[Saved entries]
----------

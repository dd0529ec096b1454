//! Authenticated snapshot fetch.
//!
//! One HTTP GET with a bounded timeout. If the camera answers `401` with a
//! digest challenge, the request is re-issued exactly once with the computed
//! `Authorization` header; that handshake is part of digest auth, not a
//! retry policy. Any other failure is fatal, single attempt by design.

use std::io::Read;
use std::time::Duration;

use image::RgbImage;

use crate::digest::DigestChallenge;
use crate::error::{CaptureError, Result};
use crate::onvif::SnapshotUri;

/// Upper bound on the response body. A full-resolution JPEG from a 12 MP
/// sensor stays well under this.
const MAX_SNAPSHOT_BYTES: usize = 32 * 1024 * 1024;

/// Fetches and decodes the snapshot behind `uri`, normalized to RGB.
pub fn fetch(
    uri: &SnapshotUri,
    user: &str,
    password: &str,
    timeout: Duration,
) -> Result<RgbImage> {
    let agent = ureq::AgentBuilder::new().timeout(timeout).build();
    let bytes = fetch_bytes(&agent, &uri.url, user, password)?;
    log::debug!("fetched {} bytes from {}", bytes.len(), uri.url);
    decode(&bytes)
}

fn fetch_bytes(agent: &ureq::Agent, url: &str, user: &str, password: &str) -> Result<Vec<u8>> {
    match agent.get(url).call() {
        Ok(response) => read_body(response),
        Err(ureq::Error::Status(401, response)) => {
            let challenge = response
                .header("WWW-Authenticate")
                .ok_or_else(|| {
                    CaptureError::Fetch("401 response without WWW-Authenticate".to_string())
                })
                .and_then(|header| {
                    DigestChallenge::parse(header)
                        .map_err(|e| CaptureError::Fetch(format!("{:#}", e)))
                })?;
            let authorization =
                challenge.authorize("GET", &request_uri(url)?, user, password);
            match agent.get(url).set("Authorization", &authorization).call() {
                Ok(response) => read_body(response),
                Err(ureq::Error::Status(code, _)) => Err(CaptureError::Fetch(format!(
                    "http {} after digest authentication",
                    code
                ))),
                Err(e) => Err(CaptureError::Fetch(e.to_string())),
            }
        }
        Err(ureq::Error::Status(code, _)) => {
            Err(CaptureError::Fetch(format!("http {} from {}", code, url)))
        }
        Err(e) => Err(CaptureError::Fetch(e.to_string())),
    }
}

/// The request-URI (path plus query) digest responses are computed over.
fn request_uri(url: &str) -> Result<String> {
    let parsed = url::Url::parse(url)
        .map_err(|e| CaptureError::Fetch(format!("invalid snapshot url {}: {}", url, e)))?;
    Ok(match parsed.query() {
        Some(query) => format!("{}?{}", parsed.path(), query),
        None => parsed.path().to_string(),
    })
}

fn read_body(response: ureq::Response) -> Result<Vec<u8>> {
    let mut bytes = Vec::new();
    response
        .into_reader()
        .take(MAX_SNAPSHOT_BYTES as u64 + 1)
        .read_to_end(&mut bytes)
        .map_err(|e| CaptureError::Fetch(format!("read snapshot body: {}", e)))?;
    if bytes.is_empty() {
        return Err(CaptureError::Fetch("empty snapshot body".to_string()));
    }
    if bytes.len() > MAX_SNAPSHOT_BYTES {
        return Err(CaptureError::Fetch(format!(
            "snapshot body exceeded {} byte cap",
            MAX_SNAPSHOT_BYTES
        )));
    }
    Ok(bytes)
}

/// Decodes image bytes and collapses any source channel layout to RGB.
fn decode(bytes: &[u8]) -> Result<RgbImage> {
    let image = image::load_from_memory(bytes)
        .map_err(|e| CaptureError::Decode(e.to_string()))?;
    Ok(image.to_rgb8())
}
//! One capture invocation: resolve, fetch, persist.
//!
//! Strictly sequential with no branching back; any stage error aborts the
//! invocation and the error kind names the stage. The resolver's internal
//! issued-URI -> fallback transition is the only recovery anywhere.

use std::path::PathBuf;

use crate::config::CaptureConfig;
use crate::error::Result;
use crate::fetch;
use crate::onvif::{OnvifClient, SnapshotUri};
use crate::persist;

/// Outcome of a successful capture. Transient; nothing is retained across
/// invocations beyond the files on disk.
#[derive(Debug)]
pub struct CaptureReport {
    pub uri: SnapshotUri,
    pub original_path: PathBuf,
    pub cropped_path: PathBuf,
    /// Decoded source frame dimensions.
    pub width: u32,
    pub height: u32,
}

/// Runs a single acquire-and-persist pass for the configured camera.
pub fn run_capture(cfg: &CaptureConfig) -> Result<CaptureReport> {
    let client = OnvifClient::new(
        cfg.camera.clone(),
        cfg.soap_timeout,
        cfg.fallback_channel,
        cfg.profile_index,
    );

    let uri = client.resolve()?;
    log::info!("snapshot url: {} ({})", uri.url, uri.provenance);

    let image = fetch::fetch(&uri, &cfg.camera.user, &cfg.camera.password, cfg.fetch_timeout)?;
    let (width, height) = (image.width(), image.height());
    log::info!("fetched snapshot {}x{}", width, height);

    let (original_path, cropped_path) = persist::persist(&image, &cfg.crop, &cfg.output)?;

    Ok(CaptureReport {
        uri,
        original_path,
        cropped_path,
        width,
        height,
    })
}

----------

__EXERCISE DIRECTIONS__: Every record above needs to be copied exactly.

__OUTPUT FOR THIS EXERCISE__:
repository dd0529ec096b1454
//! Authenticated snapshot fetch.
//!
//! One HTTP GET with a bounded timeout. If the camera answers `401` with a
//! digest challenge, the request is re-issued exactly once with the computed
//! `Authorization` header; that handshake is part of digest auth, not a
//! retry policy. Any other failure is fatal, single attempt by design.

use std::io::Read;
use std::time::Duration;

use image::RgbImage;

use crate::digest::DigestChallenge;
use crate::error::{CaptureError, Result};
use crate::onvif::SnapshotUri;

/// Upper bound on the response body. A full-resolution JPEG from a 12 MP
/// sensor stays well under this.
const MAX_SNAPSHOT_BYTES: usize = 32 * 1024 * 1024;

/// Fetches and decodes the snapshot behind `uri`, normalized to RGB.
pub fn fetch(
    uri: &SnapshotUri,
    user: &str,
    password: &str,
    timeout: Duration,
) -> Result<RgbImage> {
    let agent = ureq::AgentBuilder::new().timeout(timeout).build();
    let bytes = fetch_bytes(&agent, &uri.url, user, password)?;
    log::debug!("fetched {} bytes from {}", bytes.len(), uri.url);
    decode(&bytes)
}

fn fetch_bytes(agent: &ureq::Agent, url: &str, user: &str, password: &str) -> Result<Vec<u8>> {
    match agent.get(url).call() {
        Ok(response) => read_body(response),
        Err(ureq::Error::Status(401, response)) => {
            let challenge = response
                .header("WWW-Authenticate")
                .ok_or_else(|| {
                    CaptureError::Fetch("401 response without WWW-Authenticate".to_string())
                })
                .and_then(|header| {
                    DigestChallenge::parse(header)
                        .map_err(|e| CaptureError::Fetch(format!("{:#}", e)))
                })?;
            let authorization =
                challenge.authorize("GET", &request_uri(url)?, user, password);
            match agent.get(url).set("Authorization", &authorization).call() {
                Ok(response) => read_body(response),
                Err(ureq::Error::Status(code, _)) => Err(CaptureError::Fetch(format!(
                    "http {} after digest authentication",
                    code
                ))),
                Err(e) => Err(CaptureError::Fetch(e.to_string())),
            }
        }
        Err(ureq::Error::Status(code, _)) => {
            Err(CaptureError::Fetch(format!("http {} from {}", code, url)))
        }
        Err(e) => Err(CaptureError::Fetch(e.to_string())),
    }
}

/// The request-URI (path plus query) digest responses are computed over.
fn request_uri(url: &str) -> Result<String> {
    let parsed = url::Url::parse(url)
        .map_err(|e| CaptureError::Fetch(format!("invalid snapshot url {}: {}", url, e)))?;
    Ok(match parsed.query() {
        Some(query) => format!("{}?{}", parsed.path(), query),
        None => parsed.path().to_string(),
    })
}

fn read_body(response: ureq::Response) -> Result<Vec<u8>> {
    let mut bytes = Vec::new();
    response
        .into_reader()
        .take(MAX_SNAPSHOT_BYTES as u64 + 1)
        .read_to_end(&mut bytes)
        .map_err(|e| CaptureError::Fetch(format!("read snapshot body: {}", e)))?;
    if bytes.is_empty() {
        return Err(CaptureError::Fetch("empty snapshot body".to_string()));
    }
    if bytes.len() > MAX_SNAPSHOT_BYTES {
        return Err(CaptureError::Fetch(format!(
            "snapshot body exceeded {} byte cap",
            MAX_SNAPSHOT_BYTES
        )));
    }
    Ok(bytes)
}

/// Decodes image bytes and collapses any source channel layout to RGB.
fn decode(bytes: &[u8]) -> Result<RgbImage> {
    let image = image::load_from_memory(bytes)
        .map_err(|e| CaptureError::Decode(e.to_string()))?;
    Ok(image.to_rgb8())
}
//! One capture invocation: resolve, fetch, persist.
//!
//! Strictly sequential with no branching back; any stage error aborts the
//! invocation and the error kind names the stage. The resolver's internal
//! issued-URI -> fallback transition is the only recovery anywhere.

use std::path::PathBuf;

use crate::config::CaptureConfig;
use crate::error::Result;
use crate::fetch;
use crate::onvif::{OnvifClient, SnapshotUri};
use crate::persist;

/// Outcome of a successful capture. Transient; nothing is retained across
/// invocations beyond the files on disk.
#[derive(Debug)]
pub struct CaptureReport {
    pub uri: SnapshotUri,
    pub original_path: PathBuf,
    pub cropped_path: PathBuf,
    /// Decoded source frame dimensions.
    pub width: u32,
    pub height: u32,
}

/// Runs a single acquire-and-persist pass for the configured camera.
pub fn run_capture(cfg: &CaptureConfig) -> Result<CaptureReport> {
    let client = OnvifClient::new(
        cfg.camera.clone(),
        cfg.soap_timeout,
        cfg.fallback_channel,
        cfg.profile_index,
    );

    let uri = client.resolve()?;
    log::info!("snapshot url: {} ({})", uri.url, uri.provenance);

    let image = fetch::fetch(&uri, &cfg.camera.user, &cfg.camera.password, cfg.fetch_timeout)?;
    let (width, height) = (image.width(), image.height());
    log::info!("fetched snapshot {}x{}", width, height);

    let (original_path, cropped_path) = persist::persist(&image, &cfg.crop, &cfg.output)?;

    Ok(CaptureReport {
        uri,
        original_path,
        cropped_path,
        width,
        height,
    })
}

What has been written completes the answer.